If you have diabetes, then ensuring that your level of blood sugar remains at a stable level involves being careful about what you eat as well as taking any supplementary medications such as insulin. A doctor may have also explained to you that you need to keep a close eye on the amount of carbohydrates you consume – so what are they and how do they play a role in your blood sugar?
Carbohydrates are of the nutrients we absorb from food when eating. There are two primary forms:
Sugars – lactose, fructose and glucose
Starches – potatoes, rice, corn, grains, breads
The majority of carbs end up being converted your liver into glucose. With the help of the hormone insulin, the glucose is able to travel the bloodstream to where it can be used by cells for energy.

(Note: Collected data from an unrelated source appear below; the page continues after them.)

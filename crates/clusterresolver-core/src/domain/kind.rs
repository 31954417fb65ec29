//! ResourceKind - 解決対象リソースの種類
//!
//! 文字列の `kind` パラメータはここで一度だけ正規化（trim + lowercase）され、
//! 以降は enum として扱われます。

use serde::{Deserialize, Serialize};
use std::fmt;
use std::str::FromStr;

/// The kinds of cluster-scoped resources this resolver can fetch.
#[derive(Debug, Clone, Copy, PartialEq, Eq, Hash, PartialOrd, Ord, Serialize, Deserialize)]
#[serde(rename_all = "lowercase")]
pub enum ResourceKind {
    Task,
    Pipeline,
}

/// Returned when a `kind` string is not one of the supported literals.
///
/// Carries the normalized value so callers can report what was compared.
#[derive(Debug, Clone, PartialEq, Eq, thiserror::Error)]
#[error("unknown resource kind {0:?}")]
pub struct UnknownKind(pub String);

impl ResourceKind {
    pub const ALL: [ResourceKind; 2] = [ResourceKind::Task, ResourceKind::Pipeline];

    /// Lowercase literal used in request params and storage paths.
    pub fn as_str(&self) -> &'static str {
        match self {
            ResourceKind::Task => "task",
            ResourceKind::Pipeline => "pipeline",
        }
    }

    /// Trim and lowercase a raw `kind` value.
    pub fn normalize(raw: &str) -> String {
        raw.trim().to_lowercase()
    }
}

impl FromStr for ResourceKind {
    type Err = UnknownKind;

    fn from_str(s: &str) -> Result<Self, Self::Err> {
        let normalized = Self::normalize(s);
        match normalized.as_str() {
            "task" => Ok(ResourceKind::Task),
            "pipeline" => Ok(ResourceKind::Pipeline),
            _ => Err(UnknownKind(normalized)),
        }
    }
}

impl fmt::Display for ResourceKind {
    fn fmt(&self, f: &mut fmt::Formatter<'_>) -> fmt::Result {
        f.write_str(self.as_str())
    }
}
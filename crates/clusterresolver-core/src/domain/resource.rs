//! Resource model: what the store hands back and what the resolver returns.

use serde::{Deserialize, Serialize};
use std::collections::BTreeMap;

pub const ANNOTATION_CONTENT_TYPE: &str = "content-type";
pub const CONTENT_TYPE_JSON: &str = "application/json";

/// Object metadata, mirroring the subset of Kubernetes `ObjectMeta` the
/// resolver cares about.
#[derive(Debug, Clone, Default, PartialEq, Serialize, Deserialize)]
#[serde(rename_all = "camelCase")]
pub struct ObjectMeta {
    pub name: String,

    #[serde(default, skip_serializing_if = "Option::is_none")]
    pub namespace: Option<String>,

    #[serde(default, skip_serializing_if = "BTreeMap::is_empty")]
    pub labels: BTreeMap<String, String>,

    #[serde(default, skip_serializing_if = "BTreeMap::is_empty")]
    pub annotations: BTreeMap<String, String>,
}

/// A Task or Pipeline object as stored in the lookup namespace.
///
/// `spec` is kept as opaque JSON; the resolver never interprets it.
#[derive(Debug, Clone, PartialEq, Serialize, Deserialize)]
#[serde(rename_all = "camelCase")]
pub struct StoredResource {
    pub api_version: String,
    pub kind: String,
    pub metadata: ObjectMeta,

    #[serde(default)]
    pub spec: serde_json::Value,
}

impl StoredResource {
    pub fn new(
        api_version: impl Into<String>,
        kind: impl Into<String>,
        name: impl Into<String>,
        spec: serde_json::Value,
    ) -> Self {
        Self {
            api_version: api_version.into(),
            kind: kind.into(),
            metadata: ObjectMeta {
                name: name.into(),
                ..ObjectMeta::default()
            },
            spec,
        }
    }

    pub fn with_namespace(mut self, namespace: impl Into<String>) -> Self {
        self.metadata.namespace = Some(namespace.into());
        self
    }

    pub fn with_label(mut self, key: impl Into<String>, value: impl Into<String>) -> Self {
        self.metadata.labels.insert(key.into(), value.into());
        self
    }

    pub fn with_annotation(mut self, key: impl Into<String>, value: impl Into<String>) -> Self {
        self.metadata.annotations.insert(key.into(), value.into());
        self
    }

    /// Keep only `apiVersion`, `kind`, `metadata.name` and `spec`.
    ///
    /// Drops cluster bookkeeping such as
    /// `kubectl.kubernetes.io/last-applied-configuration`.
    pub fn simplified(&self) -> Self {
        Self {
            api_version: self.api_version.clone(),
            kind: self.kind.clone(),
            metadata: ObjectMeta {
                name: self.metadata.name.clone(),
                ..ObjectMeta::default()
            },
            spec: self.spec.clone(),
        }
    }
}

/// The immutable result of a successful resolution: bytes plus annotations.
#[derive(Debug, Clone, PartialEq, Eq)]
pub struct ResolvedResource {
    data: Vec<u8>,
    annotations: BTreeMap<String, String>,
}

impl ResolvedResource {
    /// Wrap a JSON payload; the content-type annotation is always set.
    pub fn json(data: Vec<u8>) -> Self {
        let mut annotations = BTreeMap::new();
        annotations.insert(
            ANNOTATION_CONTENT_TYPE.to_string(),
            CONTENT_TYPE_JSON.to_string(),
        );
        Self { data, annotations }
    }

    pub fn data(&self) -> &[u8] {
        &self.data
    }

    pub fn annotations(&self) -> &BTreeMap<String, String> {
        &self.annotations
    }

    pub fn content_type(&self) -> Option<&str> {
        self.annotations.get(ANNOTATION_CONTENT_TYPE).map(String::as_str)
    }
}
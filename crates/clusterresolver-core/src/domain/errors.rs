//! Errors - エラー型と分類
//!
//! すべての失敗は呼び出し元（フレームワーク）へ値として返します。
//! リトライはフレームワーク側の方針であり、ここでは行いません。

use crate::domain::ResourceKind;
use crate::ports::StoreError;

/// ErrorKind は失敗の運用分類（ログ用）
///
/// - InvalidRequest: 呼び出し側がリクエストを直せば解決する
/// - Lookup: バックエンドのストアが失敗を返した
/// - Internal: 取得済みオブジェクトのシリアライズ失敗など（想定外）
/// - Initialization: 起動時の失敗。直すまでリクエストを処理できない
#[derive(Debug, Clone, Copy, PartialEq, Eq)]
pub enum ErrorKind {
    InvalidRequest,
    Lookup,
    Internal,
    Initialization,
}

#[derive(Debug, thiserror::Error)]
pub enum ResolverError {
    #[error(r#"require "kind" and "name" params"#)]
    MissingParameters,

    #[error(r#"require "{0}" param"#)]
    MissingParameter(&'static str),

    #[error(r#""{0}" param must not be empty"#)]
    EmptyParameter(&'static str),

    /// Raised by validation; holds the normalized value.
    #[error("unrecognized kind {0:?}, only task and pipeline are supported")]
    UnsupportedKind(String),

    /// Raised by resolution; holds the raw value.
    #[error("unrecognized cluster-scoped resource kind {0:?}")]
    UnrecognizedKind(String),

    #[error("error getting cluster-scoped {kind} {name:?}: {source}")]
    LookupFailed {
        kind: ResourceKind,
        name: String,
        #[source]
        source: StoreError,
    },

    #[error("unable to marshal resolved resource to json: {0}")]
    SerializationFailed(#[source] serde_json::Error),

    #[error("resolver initialization failed: {0}")]
    Initialization(String),
}

impl ResolverError {
    pub fn kind(&self) -> ErrorKind {
        match self {
            ResolverError::MissingParameters
            | ResolverError::MissingParameter(_)
            | ResolverError::EmptyParameter(_)
            | ResolverError::UnsupportedKind(_)
            | ResolverError::UnrecognizedKind(_) => ErrorKind::InvalidRequest,
            ResolverError::LookupFailed { .. } => ErrorKind::Lookup,
            ResolverError::SerializationFailed(_) => ErrorKind::Internal,
            ResolverError::Initialization(_) => ErrorKind::Initialization,
        }
    }
}

#[cfg(test)]
mod tests {
    use super::*;
    use std::error::Error;

    #[test]
    fn messages_quote_parameter_names() {
        assert_eq!(
            ResolverError::MissingParameters.to_string(),
            r#"require "kind" and "name" params"#
        );
        assert_eq!(
            ResolverError::MissingParameter("kind").to_string(),
            r#"require "kind" param"#
        );
        assert_eq!(
            ResolverError::EmptyParameter("name").to_string(),
            r#""name" param must not be empty"#
        );
    }

    #[test]
    fn lookup_failed_keeps_store_error_as_source() {
        let err = ResolverError::LookupFailed {
            kind: ResourceKind::Pipeline,
            name: "missing".to_string(),
            source: StoreError::NotFound {
                kind: ResourceKind::Pipeline,
                namespace: "ns".to_string(),
                name: "missing".to_string(),
            },
        };
        let msg = err.to_string();
        assert!(msg.starts_with(r#"error getting cluster-scoped pipeline "missing""#));
        assert!(err.source().is_some());
        assert_eq!(err.kind(), ErrorKind::Lookup);
    }

    #[test]
    fn kind_errors_are_invalid_requests() {
        assert_eq!(
            ResolverError::UnsupportedKind("x".into()).kind(),
            ErrorKind::InvalidRequest
        );
        assert_eq!(
            ResolverError::UnrecognizedKind("X".into()).kind(),
            ErrorKind::InvalidRequest
        );
        assert_eq!(
            ResolverError::Initialization("down".into()).kind(),
            ErrorKind::Initialization
        );
    }
}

If you have diabetes then it means you have problems with your insulin levels that in turn causes your level of blood sugar to rise. Type 1 diabetes means that the pancreas is unable to produce the hormone insulin while type 2 means that their body can’t respond properly to the insulin generated.

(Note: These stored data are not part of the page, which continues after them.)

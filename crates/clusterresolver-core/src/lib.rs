//! clusterresolver-core
//!
//! A resolver that serves Tasks and Pipelines from a single, fixed
//! namespace as JSON payloads.
//!
//! # モジュール構成
//! - **domain**: ドメインモデル（kind, params, resource, errors）
//! - **ports**: 抽象化レイヤー（ResourceStore）
//! - **resolver**: プラグイン契約（Resolver trait）と ClusterResolver
//! - **impls**: ストア実装（InMemory / Directory）
//! - **app**: 起動と validate → resolve のドライバ（AppBuilder, App）
//! - **config**: 設定（ResolverConfig）

pub mod app;
pub mod config;
pub mod domain;
pub mod impls;
pub mod ports;
pub mod resolver;

pub use app::{App, AppBuilder, BuildError};
pub use config::{ConfigError, ResolverConfig};
pub use domain::{Params, ResolvedResource, ResolverError, ResourceKind};
pub use resolver::{ClusterResolver, Resolver};
//! Resolver trait - フレームワークに登録されるプラグインの契約
//!
//! フレームワークは `initialize` を 1 回呼んだ後、リクエストごとに
//! `validate_params` → `resolve` の順で呼び出します。

use async_trait::async_trait;
use std::collections::BTreeMap;

use crate::domain::{Params, ResolvedResource, ResolverError};

/// A pluggable resolver for one class of resolution requests.
///
/// # 使用例
/// ```ignore
/// let resolver = ClusterResolver::new(ResolverConfig::default(), Arc::new(store));
/// resolver.initialize().await?;
/// resolver.validate_params(&params)?;
/// let resolved = resolver.resolve(&params).await?;
/// ```
///
/// Implementations hold no request-scoped state, so one instance serves
/// concurrent requests.
#[async_trait]
pub trait Resolver: Send + Sync {
    /// Stable identifier used for registration and logs.
    fn name(&self) -> &str;

    /// Labels a request must carry to be routed to this resolver. Never empty.
    fn selector(&self) -> BTreeMap<String, String>;

    /// One-time setup before any request is served.
    async fn initialize(&self) -> Result<(), ResolverError>;

    /// Check request params without touching the backing store.
    fn validate_params(&self, params: &Params) -> Result<(), ResolverError>;

    /// Fetch the requested resource. Must behave sensibly even if
    /// `validate_params` was skipped.
    async fn resolve(&self, params: &Params) -> Result<ResolvedResource, ResolverError>;
}
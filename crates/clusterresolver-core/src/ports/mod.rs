//! Ports - 抽象化レイヤー
//!
//! resolver が外部システムに依存する箇所をここで trait として定義します。
//! 本物のオブジェクトストア（クラスタ API など）はホスト側が実装を注入します。

pub mod resource_store;

pub use self::resource_store::{ResourceStore, StoreError};
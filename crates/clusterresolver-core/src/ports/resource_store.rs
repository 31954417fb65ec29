//! ResourceStore port - Task / Pipeline の取得元
//!
//! ResourceStore は (kind, namespace, name) で 1 件のリソースを返すだけの
//! インターフェースです。永続化・watch・キャッシュは実装側の責務です。
//!
//! # 実装
//! - **InMemoryResourceStore**: テスト・デモ用
//! - **DirectoryResourceStore**: `<root>/<namespace>/<kind>s/<name>.json`

use async_trait::async_trait;
use std::path::PathBuf;

use crate::domain::{ResourceKind, StoredResource};

/// StoreError はストア操作のエラー
#[derive(Debug, thiserror::Error)]
pub enum StoreError {
    #[error("{kind} {name:?} not found in namespace {namespace:?}")]
    NotFound {
        kind: ResourceKind,
        namespace: String,
        name: String,
    },

    #[error("invalid resource name {0:?}")]
    InvalidName(String),

    #[error("malformed resource at {}: {source}", .path.display())]
    Malformed {
        path: PathBuf,
        #[source]
        source: serde_json::Error,
    },

    #[error("store unavailable: {0}")]
    Unavailable(String),

    #[error(transparent)]
    Io(#[from] std::io::Error),
}

impl StoreError {
    pub fn is_not_found(&self) -> bool {
        matches!(self, StoreError::NotFound { .. })
    }
}

/// ResourceStore は lookup-by-name のサービス
///
/// # Thread Safety
/// - `Send + Sync` を要求（resolver から並行に呼ばれる）
/// - 読み取り専用として扱う。内部の同期は実装側の責務
#[async_trait]
pub trait ResourceStore: Send + Sync {
    /// ストアが利用可能かを確認（初期化時に 1 回だけ呼ばれる）
    async fn ready(&self) -> Result<(), StoreError> {
        Ok(())
    }

    /// `namespace` から `kind` / `name` のリソースを取得
    async fn get(
        &self,
        kind: ResourceKind,
        namespace: &str,
        name: &str,
    ) -> Result<StoredResource, StoreError>;
}
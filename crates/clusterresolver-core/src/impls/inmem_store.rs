//! InMemoryResourceStore - テスト・デモ用のストア
//!
//! (kind, namespace, name) をキーに StoredResource を保持します。

use async_trait::async_trait;
use std::collections::HashMap;
use std::sync::RwLock;

use crate::domain::{ResourceKind, StoredResource};
use crate::ports::{ResourceStore, StoreError};

type Key = (ResourceKind, String, String);

/// InMemoryResourceStore は HashMap ベースのストア
///
/// # 使用例
/// ```ignore
/// let store = InMemoryResourceStore::new();
/// store.insert(ResourceKind::Task, "tekton-cluster-scoped-resources", task);
/// ```
#[derive(Default)]
pub struct InMemoryResourceStore {
    resources: RwLock<HashMap<Key, StoredResource>>,
    unavailable: Option<String>,
}

impl InMemoryResourceStore {
    pub fn new() -> Self {
        Self::default()
    }

    /// A store whose `ready()` always fails with the given reason.
    pub fn unavailable(reason: impl Into<String>) -> Self {
        Self {
            resources: RwLock::default(),
            unavailable: Some(reason.into()),
        }
    }

    /// Insert (or replace) a resource under its `metadata.name`.
    pub fn insert(&self, kind: ResourceKind, namespace: impl Into<String>, resource: StoredResource) {
        let key = (kind, namespace.into(), resource.metadata.name.clone());
        self.resources
            .write()
            .unwrap_or_else(|poisoned| poisoned.into_inner())
            .insert(key, resource);
    }
}

#[async_trait]
impl ResourceStore for InMemoryResourceStore {
    async fn ready(&self) -> Result<(), StoreError> {
        match &self.unavailable {
            Some(reason) => Err(StoreError::Unavailable(reason.clone())),
            None => Ok(()),
        }
    }

    async fn get(
        &self,
        kind: ResourceKind,
        namespace: &str,
        name: &str,
    ) -> Result<StoredResource, StoreError> {
        let key = (kind, namespace.to_string(), name.to_string());
        self.resources
            .read()
            .unwrap_or_else(|poisoned| poisoned.into_inner())
            .get(&key)
            .cloned()
            .ok_or_else(|| StoreError::NotFound {
                kind,
                namespace: namespace.to_string(),
                name: name.to_string(),
            })
    }
}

Including carbohydrates in a healthy diet
Carbs may typically seem bad for someone with diabetes as they increase blood sugar levels. However, they should not be totally avoided as they still have many health benefits and are important in maintaining a balanced diet.
Of course, some sources of carbohydrates are healthier than others. Whole-grains are obviously much better than soft drinks or chocolate as a source because they provide other nutrients your body needs.
Fiber is always important simply because it makes your stomach feel ‘full’ as well as keeps your digestive system functioning. High levels of fiber can slow down the absorption of sugar, which can take some pressure off for people with diabetes.
High sugar items like soft drinks and sweets will most often not have any fiber content and simply be calories with a low nutritional value. Eating too many of these ‘empty calories’ will ruin your appetite for healthier foods as well as increase your risk for obesity and oral health issues like tooth decay.
There are several great mental health benefits to switching to a low-carb diet.
Finding a way to balance your carbohydrates
Your blood sugar goes up after you consume carbs. In terms of diabetes control, you need to find the balance between your insulin levels and how much you eat.
Tracking and planning your meals can help you to limit your intake. Your doctor and/or diabetes support group can help you come up with a dietary plan to help you in this regard.
The plan will take into consideration important factors like your age, level of exercise and desired weight level. It will also include any medications you take as well as what kind of food you enjoy eating.
With all of today’s highly detailed nutritional information on most food packaging, it’s easy to find out how many carbohydrates are in an item before you buy it. Be extra careful with foods that are marketed as being for dieting but actually contain a lot of extra sugar.
It’s very possible to enjoy a varied and delicious diet while balancing your levels of insulin, physical exercise and carb intake. Hopefully the above information will help you to find a better balance in your nutrition that allows you to live your life to the full.